I am trying to create a folder if it does not exist and then copy a message from another folder to the destination folder. I am finding some strange behaviour that I can not understand. Given the following excerpt:
// messages is an array of Message instances.
// Source is the source folder
// destination is a string of the destination folder.
Folder dest = null;
try {
dest = store.getFolder(destination);
if (!dest.exists()) {
dest.create(Folder.HOLDS_MESSAGES | Folder.HOLDS_FOLDERS);
// Since folder's are not meant to cache I thought I'd get it again
// though this does not work either.
//dest.close(false);
//dest = store.getFolder(destination);
}
dest.open(Folder.READ_WRITE);
// Fails here
source.copyMessages(messages, dest);
source.setFlags(messages, new Flags(Flags.Flag.DELETED), true);
} catch (MessagingException ex) {
throw new MailProcessorException(ex.getMessage(), ex);
} finally {
if (dest != null) {
try {
dest.close(false);
} catch (MessagingException ex) {
System.err.println("Couldn't close destination folder.");
}
}
}
The following behaviour is examined:
- If the folder does not exist:
- The folder gets created
- An exception is thrown at
source.copyMessages.
- If the folder does exist:
- The messages are copied as expected.
- Messages are marked for deletion.
I am using JavaMail 1.4.6, also tried with 1.6.5.

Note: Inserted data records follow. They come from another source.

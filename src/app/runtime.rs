use std::{sync::Arc, time::Duration};

use kameo::actor::ActorRef;
use log::{debug, error, info, warn};
use tokio::{sync::mpsc, task::JoinHandle};
use tokio_util::sync::CancellationToken;

use election_contract::ElectionContract;
use vote_ui_protocol::v1::AppEvent;

use crate::{
    app::{
        actor::{InitialLoad, PollTick, VotingApp},
        scheduler::{IntervalScheduler, PollScheduler, PollSchedulerConfig, DEFAULT_POLL_INTERVAL},
    },
    reconciler::Evidence,
    session::WalletSession,
};

#[derive(Clone, Debug)]
pub struct AppConfig {
    pub poll_interval: Duration,
    pub advance_secs: u64,
}

impl Default for AppConfig {
    fn default() -> Self {
        Self {
            poll_interval: DEFAULT_POLL_INTERVAL,
            advance_secs: crate::config::DEFAULT_ADVANCE_SECS,
        }
    }
}

/// Handle to the running app actor and its feeder tasks.
pub struct AppHandle {
    pub app: ActorRef<VotingApp>,
    /// UI events, in the order the actor produced them.
    pub events: mpsc::UnboundedReceiver<AppEvent>,
    /// Stops the poll loop and the forwarders.
    pub cancel: CancellationToken,
    tasks: Vec<JoinHandle<()>>,
}

impl AppHandle {
    /// Stops the feeders and the actor. Reads still in flight are dropped.
    pub async fn shutdown(self) {
        self.cancel.cancel();
        if let Err(e) = self.app.stop_gracefully().await {
            debug!("[shutdown] Actor already stopped: {e}");
        }
        for task in self.tasks {
            if let Err(e) = task.await {
                warn!("[shutdown] Task ended abnormally: {e}");
            }
        }
        info!("[shutdown] App stopped");
    }
}

pub async fn spawn_app(
    contract: Arc<dyn ElectionContract>,
    session: WalletSession,
    config: AppConfig,
) -> AppHandle {
    let scheduler = IntervalScheduler::new(PollSchedulerConfig {
        poll_interval: config.poll_interval,
    });
    spawn_app_with_scheduler(contract, session, config, Box::new(scheduler)).await
}

/// Starts the actor and wires evidence, polling and conclusion events into it.
pub async fn spawn_app_with_scheduler(
    contract: Arc<dyn ElectionContract>,
    session: WalletSession,
    config: AppConfig,
    mut scheduler: Box<dyn PollScheduler>,
) -> AppHandle {
    let (events_tx, events_rx) = mpsc::unbounded_channel::<AppEvent>();
    let (evidence_tx, mut evidence_rx) = mpsc::unbounded_channel::<Evidence>();

    let app = kameo::spawn(VotingApp::new(
        contract.clone(),
        session,
        events_tx,
        evidence_tx,
        config.advance_secs,
    ));
    let cancel = CancellationToken::new();
    let mut tasks = Vec::new();

    // Spawned reads -> actor
    tasks.push(tokio::spawn({
        let app = app.clone();
        let cancel = cancel.clone();
        async move {
            info!("Evidence forwarding started");
            loop {
                tokio::select! {
                    _ = cancel.cancelled() => break,
                    maybe = evidence_rx.recv() => {
                        let Some(evidence) = maybe else { break };
                        if let Err(e) = app.ask(evidence).await {
                            error!("Error forwarding evidence: {e}");
                            break;
                        }
                    }
                }
            }
            info!("Evidence forwarding stopped");
        }
    }));

    // Poll loop
    tasks.push(tokio::spawn({
        let app = app.clone();
        let cancel = cancel.clone();
        async move {
            loop {
                tokio::select! {
                    _ = cancel.cancelled() => break,
                    _ = scheduler.next_tick() => {
                        if let Err(e) = app.ask(PollTick).await {
                            error!("Error delivering poll tick: {e}");
                            break;
                        }
                    }
                }
            }
            debug!("Poll loop stopped");
        }
    }));

    // ElectionConcluded -> actor
    match contract.subscribe_conclusions().await {
        Ok(mut conclusions) => tasks.push(tokio::spawn({
            let app = app.clone();
            let cancel = cancel.clone();
            async move {
                info!("Conclusion forwarding started");
                loop {
                    tokio::select! {
                        _ = cancel.cancelled() => break,
                        maybe = conclusions.recv() => {
                            let Some(notice) = maybe else { break };
                            if let Err(e) = app.ask(notice).await {
                                error!("Error forwarding conclusion event: {e}");
                                break;
                            }
                        }
                    }
                }
                info!("Conclusion forwarding stopped");
            }
        })),
        // Polling still converges without events.
        Err(e) => warn!("Conclusion events unavailable, relying on polling: {e}"),
    }

    if let Err(e) = app.ask(InitialLoad).await {
        error!("Error issuing initial load: {e}");
    }

    AppHandle {
        app,
        events: events_rx,
        cancel,
        tasks,
    }
}
use std::path::PathBuf;

use de_vote::session::{LocalWallet, WalletSession, DEV_PRIVATE_KEYS};

fn temp_session_file() -> PathBuf {
    std::env::temp_dir().join(format!("de-vote-session-test-{}.json", uuid::Uuid::new_v4()))
}

fn dev_wallet() -> LocalWallet {
    LocalWallet::from_private_keys(&DEV_PRIVATE_KEYS).expect("Failed to load dev keys")
}

#[test]
fn test_connected_account_is_persisted_and_restored() {
    let path = temp_session_file();
    let wallet = dev_wallet();
    let second = wallet.accounts()[1];

    let mut session = WalletSession::new(Some(wallet.clone()), &path);
    assert_eq!(session.restore(), None);
    session.switch(second).expect("Failed to switch account");

    let raw = std::fs::read_to_string(&path).expect("Failed to read session file");
    let json: serde_json::Value = serde_json::from_str(&raw).expect("Invalid session json");
    assert_eq!(json["connectedAccount"], second.to_string());

    let mut restarted = WalletSession::new(Some(wallet), &path);
    assert_eq!(restarted.restore(), Some(second));
    assert_eq!(restarted.connected(), Some(second));

    restarted.disconnect();
    assert!(!path.exists());
    assert_eq!(restarted.connected(), None);
}

#[test]
fn test_restore_drops_account_missing_from_wallet() {
    let path = temp_session_file();
    let mut session = WalletSession::new(Some(dev_wallet()), &path);
    session.connect(None).expect("Failed to connect");
    assert!(path.exists());

    let mut other = WalletSession::new(Some(LocalWallet::random(2)), &path);
    assert_eq!(other.restore(), None);
    assert!(!path.exists());
}

#[test]
fn test_restore_without_wallet_is_silent() {
    let path = temp_session_file();
    let mut session = WalletSession::new(Some(dev_wallet()), &path);
    session.connect(None).expect("Failed to connect");

    let mut no_wallet = WalletSession::new(None, &path);
    assert_eq!(no_wallet.restore(), None);
    assert!(no_wallet.accounts().is_err());
}

#[test]
fn test_corrupt_session_file_is_discarded() {
    let path = temp_session_file();
    std::fs::write(&path, "{ not json").expect("Failed to write session file");
    let mut session = WalletSession::new(Some(dev_wallet()), &path);
    assert_eq!(session.restore(), None);
    assert!(!path.exists());
}

#[test]
fn test_connect_defaults_to_first_account() {
    let path = temp_session_file();
    let wallet = dev_wallet();
    let first = wallet.accounts()[0];
    let mut session = WalletSession::new(Some(wallet), &path);
    assert_eq!(session.connect(None).expect("Failed to connect"), first);
    session.disconnect();
}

This is really strange. Looking at your code and reading the docs, there should be no way that this is happening…
Could it be some problem with the mail server? Some databases use consistency models (see http://en.wikipedia.org/wiki/Eventual_consistency for example) that don’t always act the way you’d naively expect. Is there a chance you can try your code on a different mail server? Or, try to put a really long (30 seconds?)
Thread.sleep(...)before yourcopyMessages(...)call and see if that fixes it.If it does, what is happening is that your server creates the folder in one request, but this creation takes a while to reach the part of the server code that is handling the message copying. Then, unfortunately, I’m not sure if there is much you can do other than a retry if the copying fails or the artificial delay (which sucks).
Aside: The docs seem to say, that you can skip the
dest.open(Folder.READ_WRITE);if you like.